One of them, Delon Martin Jr., was 6 months old when he was transferred, on a ventilator, from Crozer-Chester Medical Center. The baby had suddenly gone limp in his father's arms at their Chester home.

"He was fussy, and he wouldn't take his bottle, which was unusual," Martin recalled. "Then he started gasping for air."

Martin, a carpenter, performed CPR and called paramedics, who used a defibrillator. Still, the baby was without normal blood flow for perhaps 20 minutes.

"He was really at risk" of brain damage, said Daniela Davis, the critical-care physician who treated Delon at Children's Hospital.

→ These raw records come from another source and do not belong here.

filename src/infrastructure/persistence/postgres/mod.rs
pub mod customer_repository;
pub mod invoice_ledger;
pub mod invoice_repository;
pub mod item_repository;
pub mod work_line_repository;

#[cfg(test)]
pub(crate) mod test_support;

pub use customer_repository::PostgresCustomerRepository;
pub use invoice_ledger::PostgresInvoiceLedger;
pub use invoice_repository::PostgresInvoiceRepository;
pub use item_repository::PostgresItemRepository;
pub use work_line_repository::PostgresWorkLineRepository;
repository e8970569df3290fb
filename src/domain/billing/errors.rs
use super::value_objects::ValueObjectError;
use thiserror::Error;
use uuid::Uuid;

#[derive(Debug, Error)]
pub enum BillingError {
  #[error("Validation error: {0}")]
  Validation(#[from] ValueObjectError),

  #[error("Missing reference: {0}")]
  MissingReference(String),

  #[error("Customer not found: {0}")]
  CustomerNotFound(Uuid),

  #[error("Item not found: {0}")]
  ItemNotFound(Uuid),

  #[error("Work line not found: {0}")]
  WorkLineNotFound(Uuid),

  #[error("Invoice not found: {0}")]
  InvoiceNotFound(Uuid),

  #[error("Work line {line_id} is already claimed by invoice {invoice_id}")]
  LineAlreadyInvoiced { line_id: Uuid, invoice_id: Uuid },

  #[error("Customer {0} still has work lines or invoices")]
  CustomerHasWorkLines(Uuid),

  #[error("Item {0} is still used by work lines")]
  ItemHasWorkLines(Uuid),

  #[error("Consistency error: {0}")]
  Consistency(String),

  #[error("Render error: {0}")]
  Render(String),

  #[error("Repository error: {0}")]
  Repository(String),

  #[error("Database error: {0}")]
  Database(#[from] sqlx::Error),
}
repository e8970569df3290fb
pub mod http;
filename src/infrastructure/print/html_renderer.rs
use std::sync::Arc;
use tera::{Context, Tera};

use crate::domain::billing::{BillingError, InvoiceRenderer, PrintableInvoice};

const TEMPLATE_NAME: &str = "invoice_print.html.tera";
const BUILTIN_TEMPLATE: &str = include_str!("../../../templates/invoice_print.html.tera");

/// Renders printable invoices to a self-contained HTML page that opens the
/// browser's print dialog on load.
#[derive(Clone)]
pub struct HtmlInvoiceRenderer {
  tera: Arc<Tera>,
  currency_symbol: String,
}

impl HtmlInvoiceRenderer {
  /// Loads `*.html.tera` templates from `template_dir`, falling back to the
  /// bundled print template when the directory does not provide one.
  pub fn new(template_dir: &str, currency_symbol: impl Into<String>) -> Result<Self, tera::Error> {
    let mut tera = Tera::new(&format!("{}/**/*.html.tera", template_dir))?;
    if !tera.get_template_names().any(|name| name == TEMPLATE_NAME) {
      tracing::warn!(
        "No {} under {}, using the bundled template",
        TEMPLATE_NAME,
        template_dir
      );
      tera.add_raw_template(TEMPLATE_NAME, BUILTIN_TEMPLATE)?;
    }
    tera.autoescape_on(vec![".html.tera", ".html"]);

    Ok(Self {
      tera: Arc::new(tera),
      currency_symbol: currency_symbol.into(),
    })
  }

  /// Renderer backed only by the bundled template.
  pub fn builtin(currency_symbol: impl Into<String>) -> Result<Self, tera::Error> {
    let mut tera = Tera::default();
    tera.add_raw_template(TEMPLATE_NAME, BUILTIN_TEMPLATE)?;
    tera.autoescape_on(vec![".html.tera", ".html"]);

    Ok(Self {
      tera: Arc::new(tera),
      currency_symbol: currency_symbol.into(),
    })
  }
}

impl InvoiceRenderer for HtmlInvoiceRenderer {
  fn render(&self, invoice: &PrintableInvoice) -> Result<String, BillingError> {
    let mut context = Context::new();
    context.insert("invoice", invoice);
    context.insert("currency", &self.currency_symbol);

    self.tera.render(TEMPLATE_NAME, &context).map_err(|e| {
      tracing::error!("Failed to render invoice {}: {:?}", invoice.number, e);
      BillingError::Render(e.to_string())
    })
  }
}
use actix_web::{HttpResponse, web};
use std::sync::Arc;
use uuid::Uuid;
use validator::Validate;

use crate::{
  adapters::http::{dtos::ItemRequest, errors::ApiError},
  application::billing::*,
};

/// List catalog items, newest first
/// GET /api/v1/items
pub async fn list_items_handler(
  use_case: web::Data<Arc<ListItemsUseCase>>,
) -> Result<HttpResponse, ApiError> {
  let response = use_case.execute().await?;
  Ok(HttpResponse::Ok().json(response))
}

/// Create item
/// POST /api/v1/items
pub async fn create_item_handler(
  request: web::Json<ItemRequest>,
  use_case: web::Data<Arc<CreateItemUseCase>>,
) -> Result<HttpResponse, ApiError> {
  request.validate()?;
  let request = request.into_inner();

  let item = use_case
    .execute(CreateItemCommand {
      name: request.name,
      price: request.price,
      sku: request.sku,
    })
    .await?;

  Ok(HttpResponse::Created().json(item))
}

/// Update item; existing work lines keep their own price
/// PUT /api/v1/items/{id}
pub async fn update_item_handler(
  item_id: web::Path<Uuid>,
  request: web::Json<ItemRequest>,
  use_case: web::Data<Arc<UpdateItemUseCase>>,
) -> Result<HttpResponse, ApiError> {
  request.validate()?;
  let request = request.into_inner();

  let item = use_case
    .execute(UpdateItemCommand {
      item_id: item_id.into_inner(),
      name: request.name,
      price: request.price,
      sku: request.sku,
    })
    .await?;

  Ok(HttpResponse::Ok().json(item))
}

/// Delete item
/// DELETE /api/v1/items/{id}
pub async fn delete_item_handler(
  item_id: web::Path<Uuid>,
  use_case: web::Data<Arc<DeleteItemUseCase>>,
) -> Result<HttpResponse, ApiError> {
  use_case
    .execute(DeleteItemCommand {
      item_id: item_id.into_inner(),
    })
    .await?;

  Ok(HttpResponse::NoContent().finish())
}
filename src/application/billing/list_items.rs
use serde::Serialize;
use std::sync::Arc;

use super::dtos::ItemDto;
use crate::domain::billing::{BillingError, BillingService};

#[derive(Debug, Serialize)]
pub struct ListItemsResponse {
  pub items: Vec<ItemDto>,
}

pub struct ListItemsUseCase {
  billing_service: Arc<BillingService>,
}

impl ListItemsUseCase {
  pub fn new(billing_service: Arc<BillingService>) -> Self {
    Self { billing_service }
  }

  pub async fn execute(&self) -> Result<ListItemsResponse, BillingError> {
    let items = self.billing_service.list_items().await?;

    Ok(ListItemsResponse {
      items: items.into_iter().map(ItemDto::from).collect(),
    })
  }
}
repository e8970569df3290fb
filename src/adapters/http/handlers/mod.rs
pub mod customers;
pub mod invoices;
pub mod items;
pub mod work_lines;
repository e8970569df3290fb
use serde::Deserialize;
use std::sync::Arc;
use uuid::Uuid;

use crate::application::mirror::StateMirror;
use crate::domain::billing::{BillingError, BillingService, InvoiceRenderer, PrintableInvoice};

#[derive(Debug, Deserialize)]
pub struct PrintInvoiceCommand {
  pub invoice_id: Uuid,
}

/// Renders the printable HTML document of a stored invoice.
pub struct PrintInvoiceUseCase {
  billing_service: Arc<BillingService>,
  mirror: Arc<StateMirror>,
  renderer: Arc<dyn InvoiceRenderer>,
}

impl PrintInvoiceUseCase {
  pub fn new(
    billing_service: Arc<BillingService>,
    mirror: Arc<StateMirror>,
    renderer: Arc<dyn InvoiceRenderer>,
  ) -> Self {
    Self {
      billing_service,
      mirror,
      renderer,
    }
  }

  pub async fn execute(&self, command: PrintInvoiceCommand) -> Result<String, BillingError> {
    let invoice = self.billing_service.get_invoice(command.invoice_id).await?;
    let lines = self.billing_service.invoice_lines(invoice.id).await?;

    let item_ids: Vec<Uuid> = lines.iter().map(|l| l.item_id).collect();
    let snapshot = self
      .mirror
      .snapshot_covering(&[invoice.customer_id], &item_ids)
      .await?;
    let printable =
      PrintableInvoice::project(&invoice, &lines, &snapshot.customers, &snapshot.items);

    self.renderer.render(&printable)
  }
}

#[cfg(test)]
mod tests {
  use super::*;
  use crate::application::billing::ListInvoicesUseCase;
  use crate::domain::billing::{
    BillingServiceDependencies, CustomerDetails, CustomerName, ItemName, NewWorkLine, Price,
    Quantity,
  };
  use crate::infrastructure::persistence::memory::InMemoryBillingStore;
  use crate::infrastructure::print::HtmlInvoiceRenderer;
  use chrono::NaiveDate;
  use rust_decimal_macros::dec;

  #[tokio::test]
  async fn test_records_written_behind_warm_mirror_are_printed() {
    let store = Arc::new(InMemoryBillingStore::new());
    let service = Arc::new(BillingService::new(BillingServiceDependencies {
      customer_repo: store.clone(),
      item_repo: store.clone(),
      work_line_repo: store.clone(),
      invoice_repo: store.clone(),
      ledger: store,
    }));
    let mirror = Arc::new(StateMirror::new(service.clone()));
    assert!(mirror.snapshot().await.unwrap().customers.is_empty());

    // another client writes straight to the store
    let customer = service
      .create_customer(
        CustomerName::new("Talleres Ruiz".to_string()).unwrap(),
        CustomerDetails::default(),
      )
      .await
      .unwrap();
    let item = service
      .create_item(
        ItemName::new("Mano de obra".to_string()).unwrap(),
        Price::new(dec!(30)).unwrap(),
        None,
      )
      .await
      .unwrap();
    service
      .add_work_line(NewWorkLine {
        customer_id: Some(customer.id),
        item_id: Some(item.id),
        quantity: Quantity::one(),
        price: None,
        notes: None,
        work_date: NaiveDate::from_ymd_opt(2025, 4, 2).unwrap(),
      })
      .await
      .unwrap();
    let issued = service.issue_invoice(customer.id).await.unwrap().unwrap();

    let print = PrintInvoiceUseCase::new(
      service.clone(),
      mirror.clone(),
      Arc::new(HtmlInvoiceRenderer::builtin("€").unwrap()),
    );
    let html = print
      .execute(PrintInvoiceCommand {
        invoice_id: issued.invoice.id,
      })
      .await
      .unwrap();
    assert!(html.contains("Talleres Ruiz"));
    assert!(html.contains("Mano de obra"));

    let listed = ListInvoicesUseCase::new(service, mirror)
      .execute()
      .await
      .unwrap();
    assert_eq!(listed.invoices.len(), 1);
    assert_eq!(
      listed.invoices[0].customer_name.as_deref(),
      Some("Talleres Ruiz")
    );
  }
}
use serde::Serialize;
use std::sync::Arc;

use super::dtos::CustomerDto;
use crate::domain::billing::{BillingError, BillingService};

#[derive(Debug, Serialize)]
pub struct ListCustomersResponse {
  pub customers: Vec<CustomerDto>,
}

pub struct ListCustomersUseCase {
  billing_service: Arc<BillingService>,
}

impl ListCustomersUseCase {
  pub fn new(billing_service: Arc<BillingService>) -> Self {
    Self { billing_service }
  }

  pub async fn execute(&self) -> Result<ListCustomersResponse, BillingError> {
    let customers = self.billing_service.list_customers().await?;

    Ok(ListCustomersResponse {
      customers: customers.into_iter().map(CustomerDto::from).collect(),
    })
  }
}
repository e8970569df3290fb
use actix_web::{HttpRequest, HttpResponse, http::header::ContentType, web};
use std::sync::Arc;
use uuid::Uuid;

use crate::{
  adapters::http::{dtos::IssueInvoiceRequest, errors::ApiError, middleware::RequestIdExt},
  application::billing::*,
};

/// Customers with unbilled work and the number the next invoice would get
/// GET /api/v1/pending
pub async fn list_pending_handler(
  use_case: web::Data<Arc<ListPendingUseCase>>,
) -> Result<HttpResponse, ApiError> {
  let response = use_case.execute().await?;
  Ok(HttpResponse::Ok().json(response))
}

/// Unbilled lines of one customer
/// GET /api/v1/pending/{customer_id}
pub async fn customer_pending_handler(
  customer_id: web::Path<Uuid>,
  use_case: web::Data<Arc<ListPendingUseCase>>,
) -> Result<HttpResponse, ApiError> {
  let response = use_case.for_customer(customer_id.into_inner()).await?;
  Ok(HttpResponse::Ok().json(response))
}

/// Invoice history, newest first
/// GET /api/v1/invoices
pub async fn list_invoices_handler(
  use_case: web::Data<Arc<ListInvoicesUseCase>>,
) -> Result<HttpResponse, ApiError> {
  let response = use_case.execute().await?;
  Ok(HttpResponse::Ok().json(response))
}

/// Bill every pending line of a customer
/// POST /api/v1/invoices
///
/// Answers 204 when the customer has nothing pending.
pub async fn issue_invoice_handler(
  request: web::Json<IssueInvoiceRequest>,
  use_case: web::Data<Arc<IssueInvoiceUseCase>>,
  http_req: HttpRequest,
) -> Result<HttpResponse, ApiError> {
  let customer_id = request.customer_id;
  tracing::debug!(
    "Issuing invoice for customer {} (request {:?})",
    customer_id,
    http_req.request_id()
  );

  match use_case.execute(IssueInvoiceCommand { customer_id }).await? {
    Some(issued) => Ok(HttpResponse::Created().json(issued)),
    None => Ok(HttpResponse::NoContent().finish()),
  }
}

/// Reverse an invoice: release its lines and delete it
/// DELETE /api/v1/invoices/{id}
pub async fn reverse_invoice_handler(
  invoice_id: web::Path<Uuid>,
  use_case: web::Data<Arc<ReverseInvoiceUseCase>>,
  http_req: HttpRequest,
) -> Result<HttpResponse, ApiError> {
  let invoice_id = invoice_id.into_inner();
  tracing::debug!(
    "Reversing invoice {} (request {:?})",
    invoice_id,
    http_req.request_id()
  );

  let response = use_case.execute(ReverseInvoiceCommand { invoice_id }).await?;
  Ok(HttpResponse::Ok().json(response))
}

/// Printable HTML document
/// GET /api/v1/invoices/{id}/print
pub async fn print_invoice_handler(
  invoice_id: web::Path<Uuid>,
  use_case: web::Data<Arc<PrintInvoiceUseCase>>,
) -> Result<HttpResponse, ApiError> {
  let html = use_case
    .execute(PrintInvoiceCommand {
      invoice_id: invoice_id.into_inner(),
    })
    .await?;

  Ok(
    HttpResponse::Ok()
      .content_type(ContentType::html())
      .body(html),
  )
}
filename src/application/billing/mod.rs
pub mod add_work_line;
pub mod create_customer;
pub mod create_item;
pub mod delete_customer;
pub mod delete_item;
pub mod delete_work_line;
pub mod dtos;
pub mod issue_invoice;
pub mod list_customers;
pub mod list_invoices;
pub mod list_items;
pub mod list_pending;
pub mod list_work_lines;
pub mod print_invoice;
pub mod reverse_invoice;
pub mod update_customer;
pub mod update_item;
pub mod update_work_line;

pub use add_work_line::{AddWorkLineCommand, AddWorkLineUseCase};
pub use create_customer::{CreateCustomerCommand, CreateCustomerUseCase};
pub use create_item::{CreateItemCommand, CreateItemUseCase};
pub use delete_customer::{DeleteCustomerCommand, DeleteCustomerUseCase};
pub use delete_item::{DeleteItemCommand, DeleteItemUseCase};
pub use delete_work_line::{DeleteWorkLineCommand, DeleteWorkLineUseCase};
pub use dtos::{CustomerDto, InvoiceDto, ItemDto, WorkLineDto};
pub use issue_invoice::{IssueInvoiceCommand, IssueInvoiceResponse, IssueInvoiceUseCase};
pub use list_customers::{ListCustomersResponse, ListCustomersUseCase};
pub use list_invoices::{ListInvoicesResponse, ListInvoicesUseCase};
pub use list_items::{ListItemsResponse, ListItemsUseCase};
pub use list_pending::{CustomerPendingResponse, ListPendingResponse, ListPendingUseCase};
pub use list_work_lines::{ListWorkLinesCommand, ListWorkLinesResponse, ListWorkLinesUseCase};
pub use print_invoice::{PrintInvoiceCommand, PrintInvoiceUseCase};
pub use reverse_invoice::{ReverseInvoiceCommand, ReverseInvoiceResponse, ReverseInvoiceUseCase};
pub use update_customer::{UpdateCustomerCommand, UpdateCustomerUseCase};
pub use update_item::{UpdateItemCommand, UpdateItemUseCase};
pub use update_work_line::{UpdateWorkLineCommand, UpdateWorkLineUseCase};
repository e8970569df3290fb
pub mod request_id;

pub use request_id::{RequestId, RequestIdExt, RequestIdMiddleware};
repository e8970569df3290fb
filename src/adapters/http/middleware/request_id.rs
use actix_web::{
  Error, HttpMessage,
  body::MessageBody,
  dev::{Service, ServiceRequest, ServiceResponse, Transform, forward_ready},
  http::header::{HeaderName, HeaderValue},
};
use futures_util::future::LocalBoxFuture;
use std::{
  future::{Ready, ready},
  rc::Rc,
  time::Instant,
};
use tracing::Instrument;
use uuid::Uuid;

const REQUEST_ID_HEADER: &str = "x-request-id";

/// Tags every request with an id.
///
/// An incoming `X-Request-ID` holding a UUID is kept, otherwise a fresh v4
/// id is generated. The id is stored in request extensions, echoed in the
/// response header and attached to a tracing span wrapping the handler, so
/// issuance and reversal logs can be correlated with the call that caused
/// them.
#[derive(Debug, Clone, Default)]
pub struct RequestIdMiddleware;

impl RequestIdMiddleware {
  pub fn new() -> Self {
    Self
  }
}

impl<S, B> Transform<S, ServiceRequest> for RequestIdMiddleware
where
  S: Service<ServiceRequest, Response = ServiceResponse<B>, Error = Error> + 'static,
  S::Future: 'static,
  B: MessageBody + 'static,
{
  type Response = ServiceResponse<B>;
  type Error = Error;
  type Transform = RequestIdMiddlewareService<S>;
  type InitError = ();
  type Future = Ready<Result<Self::Transform, Self::InitError>>;

  fn new_transform(&self, service: S) -> Self::Future {
    ready(Ok(RequestIdMiddlewareService {
      service: Rc::new(service),
    }))
  }
}

pub struct RequestIdMiddlewareService<S> {
  service: Rc<S>,
}

impl<S, B> Service<ServiceRequest> for RequestIdMiddlewareService<S>
where
  S: Service<ServiceRequest, Response = ServiceResponse<B>, Error = Error> + 'static,
  S::Future: 'static,
  B: MessageBody + 'static,
{
  type Response = ServiceResponse<B>;
  type Error = Error;
  type Future = LocalBoxFuture<'static, Result<Self::Response, Self::Error>>;

  forward_ready!(service);

  fn call(&self, req: ServiceRequest) -> Self::Future {
    let service = Rc::clone(&self.service);
    let request_id = RequestId::from_header(req.headers().get(REQUEST_ID_HEADER));
    req.extensions_mut().insert(request_id);

    let span = tracing::info_span!(
      "request",
      request_id = %request_id,
      method = %req.method(),
      path = %req.path()
    );

    Box::pin(
      async move {
        let started = Instant::now();
        let mut res = service.call(req).await?;

        tracing::debug!(
          "Completed with {} in {:?}",
          res.status(),
          started.elapsed()
        );

        if let Ok(value) = HeaderValue::from_str(&request_id.to_string()) {
          res
            .headers_mut()
            .insert(HeaderName::from_static(REQUEST_ID_HEADER), value);
        }

        Ok(res)
      }
      .instrument(span),
    )
  }
}

/// Request id stored in request extensions
#[derive(Debug, Clone, Copy, PartialEq, Eq)]
pub struct RequestId(pub Uuid);

impl RequestId {
  pub fn new() -> Self {
    Self(Uuid::new_v4())
  }

  /// Reuses a caller-supplied UUID, or makes a new one.
  fn from_header(value: Option<&HeaderValue>) -> Self {
    value
      .and_then(|v| v.to_str().ok())
      .and_then(|s| Uuid::parse_str(s.trim()).ok())
      .map(Self)
      .unwrap_or_default()
  }
}

impl Default for RequestId {
  fn default() -> Self {
    Self::new()
  }
}

impl std::fmt::Display for RequestId {
  fn fmt(&self, f: &mut std::fmt::Formatter<'_>) -> std::fmt::Result {
    write!(f, "{}", self.0)
  }
}

/// Extension trait to extract the request id from a request
pub trait RequestIdExt {
  /// None when the middleware is not mounted
  fn request_id(&self) -> Option<RequestId>;
}

impl RequestIdExt for actix_web::HttpRequest {
  fn request_id(&self) -> Option<RequestId> {
    self.extensions().get::<RequestId>().copied()
  }
}
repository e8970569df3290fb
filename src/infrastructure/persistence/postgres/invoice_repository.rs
use async_trait::async_trait;
use chrono::{DateTime, Utc};
use rust_decimal::Decimal;
use sqlx::{FromRow, PgPool};
use uuid::Uuid;

use crate::domain::billing::{BillingError, Invoice, InvoiceNumber, ports::InvoiceRepository};

#[derive(Debug, FromRow)]
pub(super) struct InvoiceRow {
  pub(super) id: Uuid,
  pub(super) number: String,
  pub(super) customer_id: Uuid,
  pub(super) total: Decimal,
  pub(super) issued_at: DateTime<Utc>,
}

impl TryFrom<InvoiceRow> for Invoice {
  type Error = BillingError;

  fn try_from(row: InvoiceRow) -> Result<Self, Self::Error> {
    Ok(Invoice {
      id: row.id,
      number: row.number.parse::<InvoiceNumber>()?,
      customer_id: row.customer_id,
      total: row.total,
      issued_at: row.issued_at,
    })
  }
}

pub struct PostgresInvoiceRepository {
  pool: PgPool,
}

impl PostgresInvoiceRepository {
  pub fn new(pool: PgPool) -> Self {
    Self { pool }
  }
}

#[async_trait]
impl InvoiceRepository for PostgresInvoiceRepository {
  async fn find_by_id(&self, id: Uuid) -> Result<Option<Invoice>, BillingError> {
    let row = sqlx::query_as::<_, InvoiceRow>(
      r#"
            SELECT id, number, customer_id, total, issued_at
            FROM invoices
            WHERE id = $1
            "#,
    )
    .bind(id)
    .fetch_optional(&self.pool)
    .await?;

    row.map(|r| r.try_into()).transpose()
  }

  async fn list(&self) -> Result<Vec<Invoice>, BillingError> {
    let rows = sqlx::query_as::<_, InvoiceRow>(
      r#"
            SELECT id, number, customer_id, total, issued_at
            FROM invoices
            ORDER BY issued_at DESC
            "#,
    )
    .fetch_all(&self.pool)
    .await?;

    rows.into_iter().map(|r| r.try_into()).collect()
  }
}
pub mod html_renderer;

pub use html_renderer::HtmlInvoiceRenderer;
//! Work-line invoicing service.
//!
//! Work lines (quantity × price of a catalog item delivered to a customer)
//! accumulate as pending; issuing an invoice claims every pending line of a
//! customer under a sequential `YYYY-NNNN` number, and reversing it releases
//! them again.

pub mod adapters;
pub mod application;
pub mod domain;
pub mod infrastructure;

Last week, days after his first birthday, he walked, pushed the light switch on his toy truck, and babbled "Dada" and "Mama."

Although he sleeps with an apnea monitor and takes medication to prevent another life-threatening heart arrhythmia, Delon is thriving and happy, said his mother, Tressa Martin.

"He picked up where he left off," she said.

If the body could be cooled in minutes, instead of hours, the therapy would be more effective - even if blood flow is interrupted for many minutes, studies in animals and heart-lung bypass patients suggest.

Becker, the Penn researcher, has worked with BeneChill Inc. of San Diego on the "RhinoChill System," which uses the nasal cavity to administer a cooling aerosol spray close to the brain. Human studies are underway in Europe.

Becker has also developed a cold saline slurry that, given intravenously, drops internal body temperature within an hour - at least, in pigs.

"There are no ill effects so far," he said. "It looks very promising."